I think John Green is just as fascinated by child prodigies as he is anagramming and math* (even though he is bad at it and had to have a mathematician friend help him with the math in this book), and it shows. I wasn’t aware that there was a difference between geniuses and prodigies, but apparently there is. The difference, according to Colin, being that geniuses create knowledge or theories or apply existing knowledge in interesting ways so as to make a real, quantifiable difference in the world. Their brains are wired for different thinking. Prodigies, by comparison, aren’t wired for creation or innovation, only extremely fast learning. Colin learns languages and words and facts and has an iron clad memory, but none of that knowledge he accumulates adds anything to the sum of the world (as he sees it). But Colin wants to do more than just exist as a repository of knowledge. He wants to make a quantifiable difference in the world, and he decides he’s going to do that by creating a formula that will be able to predict the relationship lifespan of any given couple.

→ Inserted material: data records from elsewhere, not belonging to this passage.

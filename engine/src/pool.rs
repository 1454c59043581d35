//! Decoder thread pool.
//!
//! Three fixed sets of named worker threads: general-purpose, compact
//! (emoji-sized items) and vector. Each worker owns a private queue, so every
//! message for one actor runs on the same thread in posting order.

use anyhow::Context;
use crossbeam_channel::{Receiver, Sender};
use std::sync::atomic::{AtomicUsize, Ordering};
use std::sync::{Arc, Mutex};
use std::thread::{self, JoinHandle};

use common::ItemKind;

use crate::actor::PlaybackActor;
use crate::config::DecoderSettings;
use crate::lock;

pub(crate) enum WorkerMessage {
    StartDecoding(Arc<PlaybackActor>),
    PrepareNextFrame(Arc<PlaybackActor>),
    PrepareStartFrame(Arc<PlaybackActor>),
    Destroy(Arc<PlaybackActor>),
    Shutdown,
}

/// Posting end of one worker's queue
#[derive(Clone)]
pub(crate) struct WorkerHandle {
    name: Arc<str>,
    tx: Sender<WorkerMessage>,
}

impl WorkerHandle {
    pub fn name(&self) -> &str {
        &self.name
    }

    /// False once the worker has exited
    pub fn post(&self, message: WorkerMessage) -> bool {
        self.tx.send(message).is_ok()
    }
}

struct WorkerSet {
    workers: Vec<WorkerHandle>,
    next: AtomicUsize,
}

impl WorkerSet {
    fn spawn(
        label: &str,
        count: usize,
        joins: &mut Vec<JoinHandle<()>>,
    ) -> anyhow::Result<Self> {
        let mut workers = Vec::with_capacity(count);
        for i in 0..count {
            let name = format!("animd-{}-{}", label, i);
            let (tx, rx) = crossbeam_channel::unbounded();
            let handle = thread::Builder::new()
                .name(name.clone())
                .spawn(move || worker_loop(rx))
                .with_context(|| format!("Failed to spawn decoder thread {}", name))?;
            joins.push(handle);
            workers.push(WorkerHandle {
                name: Arc::from(name),
                tx,
            });
        }
        Ok(Self {
            workers,
            next: AtomicUsize::new(0),
        })
    }

    fn is_empty(&self) -> bool {
        self.workers.is_empty()
    }

    fn pick(&self) -> Option<WorkerHandle> {
        if self.workers.is_empty() {
            return None;
        }
        let i = self.next.fetch_add(1, Ordering::Relaxed) % self.workers.len();
        Some(self.workers[i].clone())
    }
}

pub(crate) struct DecoderThreadPool {
    general: WorkerSet,
    compact: WorkerSet,
    vector: WorkerSet,
    joins: Mutex<Vec<JoinHandle<()>>>,
}

impl DecoderThreadPool {
    pub fn new(settings: &DecoderSettings) -> anyhow::Result<Self> {
        let mut joins = Vec::new();
        let general = WorkerSet::spawn("decode", settings.general_threads.max(1), &mut joins)?;
        let compact = WorkerSet::spawn("compact", settings.compact_threads, &mut joins)?;
        let vector = WorkerSet::spawn("vector", settings.vector_threads.max(1), &mut joins)?;

        log::info!(
            "Decoder pool: {} general, {} compact, {} vector threads",
            general.workers.len(),
            compact.workers.len(),
            vector.workers.len()
        );

        Ok(Self {
            general,
            compact,
            vector,
            joins: Mutex::new(joins),
        })
    }

    /// Round-robin worker for a new actor
    pub fn assign(&self, kind: ItemKind, compact: bool) -> WorkerHandle {
        let set = match kind {
            ItemKind::VectorAnimation => &self.vector,
            _ if compact && !self.compact.is_empty() => &self.compact,
            _ => &self.general,
        };
        set.pick()
            .or_else(|| self.general.pick())
            .unwrap_or_else(|| {
                // Both sets are sized at least 1 in `new`; a detached handle
                // makes every post fail instead of panicking
                let (tx, _rx) = crossbeam_channel::bounded(0);
                WorkerHandle {
                    name: Arc::from("detached"),
                    tx,
                }
            })
    }

    /// Stop every worker after it drains its queue
    pub fn shutdown(&self) {
        let all = self
            .general
            .workers
            .iter()
            .chain(&self.compact.workers)
            .chain(&self.vector.workers);
        for worker in all {
            worker.post(WorkerMessage::Shutdown);
        }
        let joins: Vec<_> = lock!(self.joins).drain(..).collect();
        for handle in joins {
            let _ = handle.join();
        }
    }
}

fn worker_loop(rx: Receiver<WorkerMessage>) {
    while let Ok(message) = rx.recv() {
        match message {
            WorkerMessage::StartDecoding(actor) => actor.start_decoding(),
            WorkerMessage::PrepareNextFrame(actor) => actor.prepare_next_frame(),
            WorkerMessage::PrepareStartFrame(actor) => actor.prepare_start_frame(),
            WorkerMessage::Destroy(actor) => actor.destroy(),
            WorkerMessage::Shutdown => break,
        }
    }
    log::trace!(
        "Decoder thread {} exiting",
        thread::current().name().unwrap_or("?")
    );
}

*Both of which Colin is obsessed with.
Anyway, he and Hassan (who is delightful) end up spending their summer in a small town in Tennessee, lured there by a tourist trap claiming that the Archduke Franz Ferdinand is buried there, he of starting WWI fame. And of course it ends up being the perfect place for them to find out what kinds of people they actually want to be.
This is definitely the most cutesy of JG’s books. The set-up demands an instant suspension of disbelief, and Colin’s underlying arc is classic bildungsroman, but where the book shines is where John Green always shines for me. In the language and the specificity of his characters. In allowing those characters to be flawed and make mistakes and be unlikeable for a little while. In his wit and sense of humor. In creating characters who are allowed to be smart and complex instead of shallow and predictable. And sure, a lot of his characters are similar to one another, but so what. Authors have obsessions and proclivities just like the rest of us, and they write about what interests them. It’s when they stop writing books about things that truly interest them that you have to start worrying. Colin is also the most “unrelatable” of Green’s protagonists. I put that in quotations, though, because it’s ultimately his journey to learn that he’s just as human as anyone, and maybe that’s better than being a prodigy anyway.
I am now officially out of John Green books to read, so no pressure or anything, John, but any day now on that next book of yours.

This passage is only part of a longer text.